## DATA SECTION
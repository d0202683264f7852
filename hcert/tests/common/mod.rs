// Copyright (c) Microsoft Corporation.
// Licensed under the MIT License.

#![allow(dead_code)]

use base64::engine::general_purpose::STANDARD;
use base64::Engine as _;
use chrono::{TimeZone as _, Utc};
use hcert::{encode_token, ArrayTrustStore, CertificateVerifier, HealthCertificate, TrustAnchor, HC1_PREFIX};
use minicbor::data::Tag;
use minicbor::Encoder;
use p256::ecdsa::signature::Signer as _;
use p256::ecdsa::SigningKey;
use p256::pkcs8::DecodePrivateKey as _;
use sha2::{Digest as _, Sha256};

/// Minimal CBOR tree for building payloads, including malformed ones.
#[derive(Debug, Clone)]
pub(crate) enum Node {
    Int(i64),
    Text(String),
    Bytes(Vec<u8>),
    Array(Vec<Node>),
    Map(Vec<(Node, Node)>),
    Tagged(u64, Box<Node>),
}

pub(crate) fn text(s: &str) -> Node {
    Node::Text(s.to_string())
}

pub(crate) fn obj(fields: Vec<(&str, Node)>) -> Node {
    Node::Map(fields.into_iter().map(|(k, v)| (text(k), v)).collect())
}

pub(crate) fn encode(node: &Node) -> Vec<u8> {
    let mut out = Vec::new();
    let mut enc = Encoder::new(&mut out);
    write_node(&mut enc, node);
    out
}

fn write_node(enc: &mut Encoder<&mut Vec<u8>>, node: &Node) {
    match node {
        Node::Int(i) => {
            enc.i64(*i).unwrap();
        }
        Node::Text(s) => {
            enc.str(s).unwrap();
        }
        Node::Bytes(b) => {
            enc.bytes(b).unwrap();
        }
        Node::Array(items) => {
            enc.array(items.len() as u64).unwrap();
            for item in items {
                write_node(enc, item);
            }
        }
        Node::Map(entries) => {
            enc.map(entries.len() as u64).unwrap();
            for (k, v) in entries {
                write_node(enc, k);
                write_node(enc, v);
            }
        }
        Node::Tagged(tag, inner) => {
            enc.tag(Tag::new(*tag)).unwrap();
            write_node(enc, inner);
        }
    }
}

pub(crate) fn anna_mueller() -> Node {
    obj(vec![
        ("fn", text("Müller")),
        ("fnt", text("MUELLER")),
        ("gn", text("Anna")),
        ("gnt", text("ANNA")),
    ])
}

/// EU DCC with `ver`, `nam` and `dob` plus `entries`.
pub(crate) fn dcc(entries: Vec<(&str, Node)>) -> Node {
    let mut fields = vec![
        ("ver", text("1.3.0")),
        ("nam", anna_mueller()),
        ("dob", text("1964-08-12")),
    ];
    fields.extend(entries);
    obj(fields)
}

pub(crate) fn vaccination(dose_number: i64, total_doses: i64, date: &str) -> Node {
    obj(vec![
        ("tg", text("840539006")),
        ("vp", text("1119349007")),
        ("mp", text("EU/1/20/1528")),
        ("ma", text("ORG-100030215")),
        ("dn", Node::Int(dose_number)),
        ("sd", Node::Int(total_doses)),
        ("dt", text(date)),
        ("co", text("AT")),
        ("is", text("Ministry of Health, Austria")),
        ("ci", text("URN:UVCI:01:AT:10807843F94AEE0EE5093FBC254BD813#B")),
    ])
}

pub(crate) fn test_entry(test_type: &str, collected: &str, result: &str) -> Node {
    obj(vec![
        ("tg", text("840539006")),
        ("tt", text(test_type)),
        ("nm", text("Roche LightCycler qPCR")),
        ("sc", text(collected)),
        ("tr", text(result)),
        ("tc", text("Testing center Vienna 1")),
        ("co", text("AT")),
        ("is", text("Ministry of Health, Austria")),
        ("ci", text("URN:UVCI:01:AT:71EE2559DE38C6BF7304FB65A1A451EC#3")),
    ])
}

pub(crate) fn recovery(valid_from: &str, valid_until: &str) -> Node {
    obj(vec![
        ("tg", text("840539006")),
        ("fr", text("2021-02-20")),
        ("co", text("AT")),
        ("is", text("Ministry of Health, Austria")),
        ("df", text(valid_from)),
        ("du", text(valid_until)),
        ("ci", text("URN:UVCI:01:AT:858CC18CFCF5965EF82F60E493349AA5#K")),
    ])
}

/// CWT claims wrapping `dcc` under `-260 -> 1`.
pub(crate) fn cwt(dcc: Node) -> Vec<u8> {
    let issued = Utc.with_ymd_and_hms(2021, 6, 1, 0, 0, 0).unwrap().timestamp();
    let expires = Utc.with_ymd_and_hms(2022, 6, 1, 0, 0, 0).unwrap().timestamp();
    encode(&Node::Map(vec![
        (Node::Int(1), text("AT")),
        (Node::Int(4), Node::Int(expires)),
        (Node::Int(6), Node::Int(issued)),
        (Node::Int(-260), Node::Map(vec![(Node::Int(1), dcc)])),
    ]))
}

/// Payload of a fully vaccinated Anna Müller.
pub(crate) fn vaccinated_payload() -> Vec<u8> {
    cwt(dcc(vec![("v", Node::Array(vec![vaccination(2, 2, "2021-05-29")]))]))
}

/// Document signer with a self-signed P-256 certificate.
pub(crate) struct Issuer {
    pub(crate) country: String,
    pub(crate) kid: Vec<u8>,
    pub(crate) cert_pem: String,
    pub(crate) cert_der: Vec<u8>,
    signing_key: SigningKey,
}

impl Issuer {
    pub(crate) fn new(country: &str) -> Self {
        let certified = rcgen::generate_simple_self_signed([format!("dsc.{}", country.to_lowercase())]).unwrap();
        Self::from_parts(country, certified.cert, &certified.key_pair)
    }

    pub(crate) fn from_parts(country: &str, cert: rcgen::Certificate, key_pair: &rcgen::KeyPair) -> Self {
        let cert_der = cert.der().to_vec();
        let kid = Sha256::digest(&cert_der)[..8].to_vec();
        Self {
            country: country.to_string(),
            kid,
            cert_pem: cert.pem(),
            cert_der,
            signing_key: SigningKey::from_pkcs8_der(&key_pair.serialize_der()).unwrap(),
        }
    }

    pub(crate) fn kid_b64(&self) -> String {
        STANDARD.encode(&self.kid)
    }

    pub(crate) fn anchor(&self) -> TrustAnchor {
        TrustAnchor::new(
            "DSC",
            self.country.as_str(),
            &self.kid_b64(),
            &self.cert_pem,
            None,
            None,
            Utc.with_ymd_and_hms(2021, 5, 1, 0, 0, 0).unwrap(),
        )
        .unwrap()
    }

    pub(crate) fn store(&self) -> ArrayTrustStore {
        ArrayTrustStore::new(vec![self.anchor()])
    }

    /// ES256 COSE_Sign1 with the kid in the protected header.
    pub(crate) fn sign(&self, payload: &[u8]) -> Vec<u8> {
        self.sign_with_kids(payload, Some(&self.kid), None)
    }

    pub(crate) fn sign_with_kids(
        &self,
        payload: &[u8],
        protected_kid: Option<&[u8]>,
        unprotected_kid: Option<&[u8]>,
    ) -> Vec<u8> {
        let mut protected = vec![(Node::Int(1), Node::Int(-7))];
        if let Some(kid) = protected_kid {
            protected.push((Node::Int(4), Node::Bytes(kid.to_vec())));
        }
        let protected = encode(&Node::Map(protected));

        let unprotected = match unprotected_kid {
            Some(kid) => Node::Map(vec![(Node::Int(4), Node::Bytes(kid.to_vec()))]),
            None => Node::Map(vec![]),
        };

        let sig_structure = encode(&Node::Array(vec![
            text("Signature1"),
            Node::Bytes(protected.clone()),
            Node::Bytes(Vec::new()),
            Node::Bytes(payload.to_vec()),
        ]));
        let signature: p256::ecdsa::Signature = self.signing_key.sign(&sig_structure);

        encode(&Node::Tagged(
            18,
            Box::new(Node::Array(vec![
                Node::Bytes(protected),
                unprotected,
                Node::Bytes(payload.to_vec()),
                Node::Bytes(signature.to_bytes().to_vec()),
            ])),
        ))
    }

    pub(crate) fn token(&self, payload: &[u8]) -> String {
        encode_token(&self.sign(payload), HC1_PREFIX).unwrap()
    }
}

/// Certificate for Anna Müller carrying `entries`, taken through the full pipeline.
pub(crate) fn certificate(entries: Vec<(&str, Node)>) -> HealthCertificate {
    let issuer = Issuer::new("AT");
    let token = issuer.token(&cwt(dcc(entries)));
    CertificateVerifier::new(issuer.store()).verify_and_decode(&token).unwrap()
}
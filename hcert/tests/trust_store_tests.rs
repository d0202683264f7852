// Copyright (c) Microsoft Corporation.
// Licensed under the MIT License.

mod common;

use std::path::PathBuf;

use base64::engine::general_purpose::STANDARD;
use base64::Engine as _;
use chrono::{TimeZone as _, Utc};
use common::{vaccinated_payload, Issuer};
use hcert::{
    parse_trust_list, ArrayTrustStore, CertificateVerifier, InvalidSignatureError, JsonTrustStore, TrustAnchor,
    TrustAnchorRecord, TrustStore, TrustStoreError, VerificationStage, VerifyError,
};
use serde_json::json;

fn temp_path(name: &str) -> PathBuf {
    std::env::temp_dir().join(format!("hcert-{}-{name}.json", std::process::id()))
}

fn trust_list(issuers: &[&Issuer]) -> String {
    let certificates: Vec<_> = issuers
        .iter()
        .map(|i| {
            json!({
                "certificateType": "DSC",
                "country": i.country,
                "kid": i.kid_b64(),
                "rawData": STANDARD.encode(&i.cert_der),
                "signature": "",
                "thumbprint": "0f6b1a2d",
                "timestamp": "2021-05-31T12:00:00+02:00",
            })
        })
        .collect();
    json!({ "certificates": certificates }).to_string()
}

#[test]
fn trust_list_json_is_parsed() {
    let at = Issuer::new("AT");
    let de = Issuer::new("DE");

    let anchors = parse_trust_list(&trust_list(&[&at, &de])).unwrap();
    assert_eq!(anchors.len(), 2);

    let first = &anchors[0];
    assert_eq!(first.certificate_type(), "DSC");
    assert_eq!(first.country(), "AT");
    assert_eq!(first.kid(), at.kid.as_slice());
    assert_eq!(first.kid_base64(), at.kid_b64());
    assert_eq!(first.key_material(), at.cert_der.as_slice());
    assert_eq!(first.signature(), None);
    assert_eq!(first.thumbprint(), Some("0f6b1a2d"));
    assert_eq!(first.timestamp(), Utc.with_ymd_and_hms(2021, 5, 31, 10, 0, 0).unwrap());
    assert_eq!(anchors[1].country(), "DE");
}

#[test]
fn pem_and_base64_key_material_are_equivalent() {
    let issuer = Issuer::new("AT");
    let from_pem = issuer.anchor();
    let from_b64 = TrustAnchor::new(
        "DSC",
        "AT",
        &issuer.kid_b64(),
        &STANDARD.encode(&issuer.cert_der),
        None,
        None,
        from_pem.timestamp(),
    )
    .unwrap();

    assert_eq!(from_pem, from_b64);
    assert!(from_pem.is_current_at(Utc::now()));
}

#[test]
fn invalid_entries_reject_the_whole_list() {
    let issuer = Issuer::new("AT");
    let record = |kid: &str, raw: &str, ts: &str| {
        json!({ "certificates": [{
            "certificateType": "DSC",
            "country": "AT",
            "kid": kid,
            "rawData": raw,
            "timestamp": ts,
        }]})
        .to_string()
    };
    let raw = STANDARD.encode(&issuer.cert_der);
    let kid = issuer.kid_b64();

    assert!(matches!(
        parse_trust_list(&record("not base64!", &raw, "2021-05-31T00:00:00Z")),
        Err(TrustStoreError::InvalidKeyId { .. })
    ));
    assert!(matches!(
        parse_trust_list(&record("", &raw, "2021-05-31T00:00:00Z")),
        Err(TrustStoreError::InvalidKeyId { .. })
    ));
    assert!(matches!(
        parse_trust_list(&record(&kid, "%%%", "2021-05-31T00:00:00Z")),
        Err(TrustStoreError::InvalidKeyMaterial { .. })
    ));
    assert!(matches!(
        parse_trust_list(&record(&kid, &raw, "yesterday")),
        Err(TrustStoreError::InvalidTimestamp { .. })
    ));
    assert!(matches!(parse_trust_list("{\"anchors\": []}"), Err(TrustStoreError::Json(_))));
    assert!(matches!(parse_trust_list("[]"), Err(TrustStoreError::Json(_))));
}

#[test]
fn records_convert_into_an_array_store() {
    let issuer = Issuer::new("AT");
    let record = TrustAnchorRecord {
        certificate_type: "DSC".to_string(),
        country: "AT".to_string(),
        kid: issuer.kid_b64(),
        raw_data: issuer.cert_pem.clone(),
        signature: Some("c2lnbmF0dXJl".to_string()),
        thumbprint: None,
        timestamp: "2021-05-31T00:00:00Z".to_string(),
    };

    let store = ArrayTrustStore::from_records([record]).unwrap();
    assert_eq!(store.anchors().len(), 1);
    assert_eq!(store.anchors()[0].signature(), Some("c2lnbmF0dXJl"));
    assert_eq!(store.fetch_trust_anchors().unwrap(), store.anchors());

    let store = ArrayTrustStore::from_json(&trust_list(&[&issuer])).unwrap();
    CertificateVerifier::new(store)
        .verify_and_decode(&issuer.token(&vaccinated_payload()))
        .unwrap();
}

#[test]
fn json_store_rereads_its_file_on_every_fetch() {
    let issuer = Issuer::new("AT");
    let other = Issuer::new("DE");
    let token = issuer.token(&vaccinated_payload());
    let path = temp_path("rereads");

    std::fs::write(&path, trust_list(&[&issuer])).unwrap();
    let verifier = CertificateVerifier::new(JsonTrustStore::new(&path));
    assert_eq!(verifier.store().path(), path.as_path());
    assert_eq!(verifier.verify_and_decode(&token).unwrap().signer.country, "AT");

    std::fs::write(&path, trust_list(&[&other])).unwrap();
    let err = verifier.verify_and_decode(&token).unwrap_err();
    assert!(matches!(err, VerifyError::Signature(InvalidSignatureError::UnknownKeyId { .. })));

    std::fs::remove_file(&path).unwrap();
}

#[test]
fn unreadable_json_store_fails_closed() {
    let issuer = Issuer::new("AT");
    let token = issuer.token(&vaccinated_payload());

    let missing = CertificateVerifier::new(JsonTrustStore::new(temp_path("does-not-exist")));
    let err = missing.verify_and_decode(&token).unwrap_err();
    assert_eq!(err.stage(), VerificationStage::TrustStore);
    assert!(matches!(err, VerifyError::TrustStore(TrustStoreError::Io(_))));

    let path = temp_path("garbage");
    std::fs::write(&path, "certificates").unwrap();
    let err = CertificateVerifier::new(JsonTrustStore::new(&path))
        .verify_and_decode(&token)
        .unwrap_err();
    assert!(matches!(err, VerifyError::TrustStore(TrustStoreError::Json(_))));
    std::fs::remove_file(&path).unwrap();
}
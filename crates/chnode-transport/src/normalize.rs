//! Normalization of whatever the host HTTP helper returns
//!
//! Hosts are loose about response shapes: a full response object with
//! `statusCode`, an already-normalized `{status, headers, body}` record, or
//! just a body value. [`HostResponse::classify`] decides which one it got,
//! in that order, and [`HostResponse::into_response`] turns it into a
//! [`ClickHouseResponse`] before anything downstream looks at it.

use chnode_core::{ClickHouseResponse, HeaderMap, Redactor};
use serde_json::Value;

/// Shapes a host HTTP helper may return
#[derive(Debug, Clone, PartialEq)]
pub enum HostResponse {
    /// `{statusCode, headers, body}`
    Full {
        status_code: Value,
        headers: Value,
        body: Value,
    },
    /// `{status, headers, body}`
    Envelope {
        status: Value,
        headers: Value,
        body: Value,
    },
    /// Anything else is treated as a bare body without status
    Raw(Value),
}

impl HostResponse {
    pub fn classify(value: Value) -> Self {
        match value {
            Value::Object(mut map)
                if map.contains_key("statusCode") && map.contains_key("headers") =>
            {
                HostResponse::Full {
                    status_code: map.remove("statusCode").unwrap_or_default(),
                    headers: map.remove("headers").unwrap_or_default(),
                    body: map.remove("body").unwrap_or_default(),
                }
            }
            Value::Object(mut map)
                if map.contains_key("status")
                    && map.contains_key("headers")
                    && map.contains_key("body") =>
            {
                HostResponse::Envelope {
                    status: map.remove("status").unwrap_or_default(),
                    headers: map.remove("headers").unwrap_or_default(),
                    body: map.remove("body").unwrap_or_default(),
                }
            }
            other => HostResponse::Raw(other),
        }
    }

    pub fn into_response(self, redactor: &Redactor) -> ClickHouseResponse {
        match self {
            HostResponse::Full {
                status_code: status,
                headers,
                body,
            }
            | HostResponse::Envelope {
                status,
                headers,
                body,
            } => ClickHouseResponse {
                status: normalize_status(&status),
                headers: normalize_headers(&headers),
                body: normalize_body(body, redactor),
            },
            HostResponse::Raw(body) => ClickHouseResponse {
                status: 0,
                headers: HeaderMap::new(),
                body: normalize_body(body, redactor),
            },
        }
    }
}

/// Classify and normalize a host response in one step
pub fn normalize_response(value: Value, redactor: &Redactor) -> ClickHouseResponse {
    HostResponse::classify(value).into_response(redactor)
}

/// Numeric (or numeric-string) status, `0` when missing or unusable
pub fn normalize_status(status: &Value) -> u16 {
    let raw = match status {
        Value::Number(n) => n.as_u64(),
        Value::String(s) => s.trim().parse::<u64>().ok(),
        _ => None,
    };
    raw.and_then(|s| u16::try_from(s).ok()).unwrap_or(0)
}

/// Lowercase header keys and join multi-valued headers with `", "`
pub fn normalize_headers(headers: &Value) -> HeaderMap {
    let Some(map) = headers.as_object() else {
        return HeaderMap::new();
    };

    let mut result = HeaderMap::new();
    for (key, value) in map {
        if key.is_empty() || value.is_null() {
            continue;
        }
        let value = match value {
            Value::Array(values) => values
                .iter()
                .map(header_scalar)
                .collect::<Vec<_>>()
                .join(", "),
            other => header_scalar(other),
        };
        result.insert(key.to_ascii_lowercase(), value);
    }
    result
}

fn header_scalar(value: &Value) -> String {
    match value {
        Value::String(s) => s.clone(),
        other => other.to_string(),
    }
}

/// Turn a response body of any shape into text
///
/// Serialized binary buffers (`{"type": "Buffer", "data": [..]}`) are
/// decoded as UTF-8; other structured values are JSON-stringified.
pub fn normalize_body(body: Value, redactor: &Redactor) -> String {
    match body {
        Value::Null => String::new(),
        Value::String(s) => s,
        other => {
            if let Some(bytes) = buffer_bytes(&other) {
                return String::from_utf8_lossy(&bytes).into_owned();
            }
            serde_json::to_string(&other)
                .unwrap_or_else(|_| redactor.excerpt(&format!("{:?}", other)))
        }
    }
}

fn buffer_bytes(value: &Value) -> Option<Vec<u8>> {
    let map = value.as_object()?;
    if map.get("type").and_then(Value::as_str) != Some("Buffer") {
        return None;
    }
    map.get("data")?
        .as_array()?
        .iter()
        .map(|byte| byte.as_u64().and_then(|b| u8::try_from(b).ok()))
        .collect()
}
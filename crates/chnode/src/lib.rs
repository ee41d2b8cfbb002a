//! chnode - ClickHouse integration node for workflow-automation hosts
//!
//! The host loads the node as a plugin and drives it through an
//! [`ExecutionContext`]: it supplies input items, resolved parameters,
//! decrypted credentials and (optionally) its own HTTP helper.
//! [`ClickHouseNode::execute`] dispatches on the `resource`/`operation`
//! parameters and returns one [`NodeRecord`] per output item.
//!
//! ```ignore
//! let ctx = StaticContext::from_json(serde_json::json!({
//!     "credentials": {"protocol": "http", "host": "localhost", "username": "default"},
//!     "parameters": {"resource": "query", "operation": "executeQuery", "query": "SELECT 1"},
//!     "items": [{}],
//! }))?;
//! let records = ClickHouseNode::default().execute(&ctx).await?;
//! ```

mod context;
mod node;
mod params;
mod record;

pub use context::*;
pub use node::*;
pub use params::*;
pub use record::*;

pub use chnode_core::{ChNodeError, JsonObject, NodeDefaults, RawCredentials, Result};
pub use chnode_ops::LoadOption;
use super::*;
use crate::StaticContext;
use pretty_assertions::assert_eq;
use rstest::rstest;
use serde_json::json;

fn params(value: Value) -> NodeParameters {
    let Value::Object(values) = value else {
        panic!("parameters must be an object");
    };
    NodeParameters::from_object(values).expect("valid parameters")
}

#[test]
fn test_defaults_when_nothing_is_set() {
    let parsed = params(json!({}));
    let defaults = NodeDefaults::default();

    assert_eq!(parsed, NodeParameters::default());
    assert_eq!(parsed.resource, "query");
    assert_eq!(parsed.operation, "executeQuery");
    assert_eq!(parsed.timeout_ms(&defaults), 60_000);
    assert!(parsed.compress(&defaults));
    assert_eq!(parsed.limit(&defaults), 100);
    assert_eq!(parsed.batch_size(&defaults), 1000);
    assert_eq!(parsed.output_mode, OutputMode::Single);
}

#[rstest]
#[case::number(json!(5000), Some(5000))]
#[case::fractional(json!(1500.7), Some(1500))]
#[case::string(json!("2500"), Some(2500))]
#[case::zero_is_unset(json!(0), None)]
#[case::negative(json!(-1), None)]
#[case::garbage(json!("soon"), None)]
fn test_timeout_is_lenient(#[case] value: Value, #[case] expected: Option<u64>) {
    assert_eq!(params(json!({ "timeoutMs": value })).timeout_ms, expected);
}

#[rstest]
#[case::fractional(json!(10.9), Some(10))]
#[case::negative(json!(-2.5), Some(-3))]
#[case::string(json!(" 7 "), Some(7))]
#[case::object(json!({}), None)]
fn test_limit_is_floored(#[case] value: Value, #[case] expected: Option<i64>) {
    assert_eq!(params(json!({ "limit": value })).limit, expected);
}

#[test]
fn test_flags_and_strings() {
    let parsed = params(json!({
        "compress": false,
        "paginate": 1,
        "gzipRequest": "",
        "databaseOverride": "  analytics ",
        "metadataDatabase": "   ",
        "outputMode": "perRow",
        "columnsUi": {"columns": [{"column": "id"}]},
    }));

    assert_eq!(parsed.compress, Some(false));
    assert_eq!(parsed.paginate, Some(true));
    assert_eq!(parsed.gzip_request, Some(false));
    assert_eq!(parsed.database_override.as_deref(), Some("analytics"));
    assert_eq!(parsed.metadata_database, None);
    assert_eq!(parsed.metadata_database_override(), Some("analytics"));
    assert_eq!(parsed.output_mode, OutputMode::PerRow);
    assert!(parsed.columns_ui.is_some());
}

#[test]
fn test_metadata_database_takes_precedence() {
    let parsed = params(json!({"metadataDatabase": "meta", "databaseOverride": "other"}));
    assert_eq!(parsed.metadata_database_override(), Some("meta"));
}

#[rstest]
#[case::per_row(json!("perRow"), OutputMode::PerRow)]
#[case::single(json!("single"), OutputMode::Single)]
#[case::blank(json!(""), OutputMode::Single)]
#[case::unknown(json!("everything"), OutputMode::Single)]
#[case::wrong_case(json!("PerRow"), OutputMode::Single)]
#[case::number(json!(1), OutputMode::Single)]
fn test_output_mode_is_lenient(#[case] value: Value, #[case] expected: OutputMode) {
    assert_eq!(params(json!({ "outputMode": value })).output_mode, expected);
}

#[test]
fn test_malformed_parameters_are_a_configuration_error() {
    let Value::Object(values) = json!({"resource": ["query"]}) else {
        unreachable!();
    };
    let err = NodeParameters::from_object(values).expect_err("resource must be a string");
    assert!(err.to_string().starts_with("Configuration error: Invalid node parameters"));
}

#[test]
fn test_read_from_context_skips_nulls() {
    let ctx = StaticContext::default()
        .with_parameter("resource", "command")
        .with_parameter("operation", "executeCommand")
        .with_parameter("table", Value::Null)
        .with_item_parameter(1, "command", "DROP TABLE t");

    let first = NodeParameters::read(&ctx, 0).expect("item 0");
    let second = NodeParameters::read(&ctx, 1).expect("item 1");

    assert_eq!(first.resource, "command");
    assert_eq!(first.command, "");
    assert_eq!(first.table, "");
    assert_eq!(second.command, "DROP TABLE t");
}

#[rstest]
#[case::query("query", "executeQuery", Operation::ExecuteQuery)]
#[case::command("command", "executeCommand", Operation::ExecuteCommand)]
#[case::insert_items("insert", "insertFromItems", Operation::InsertFromItems)]
#[case::insert_json("insert", "insertFromJson", Operation::InsertFromJson)]
#[case::databases("metadata", "listDatabases", Operation::ListDatabases)]
#[case::tables("metadata", "listTables", Operation::ListTables)]
#[case::columns("metadata", "listColumns", Operation::ListColumns)]
fn test_operation_resolution(
    #[case] resource: &str,
    #[case] operation: &str,
    #[case] expected: Operation,
) {
    assert_eq!(Operation::resolve(resource, operation).expect("known"), expected);
}

#[test]
fn test_resource_level_operations() {
    assert!(!Operation::ExecuteQuery.is_resource_level());
    assert!(!Operation::ExecuteCommand.is_resource_level());
    assert!(Operation::InsertFromJson.is_resource_level());
    assert!(Operation::ListColumns.is_resource_level());
}

#[rstest]
#[case::bad_operation(
    "query",
    "drop",
    "Configuration error: Unsupported operation \"drop\" for resource \"query\""
)]
#[case::bad_resource(
    "graph",
    "executeQuery",
    "Configuration error: Unsupported resource \"graph\""
)]
fn test_unknown_operations(
    #[case] resource: &str,
    #[case] operation: &str,
    #[case] expected: &str,
) {
    let err = Operation::resolve(resource, operation).expect_err("unknown");
    assert_eq!(err.to_string(), expected);
}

## WHAT THE TASK REQUIRES
Please give the number of lines in the data above that include the string "returns", and nothing else.

## EXERCISE OUTPUT
2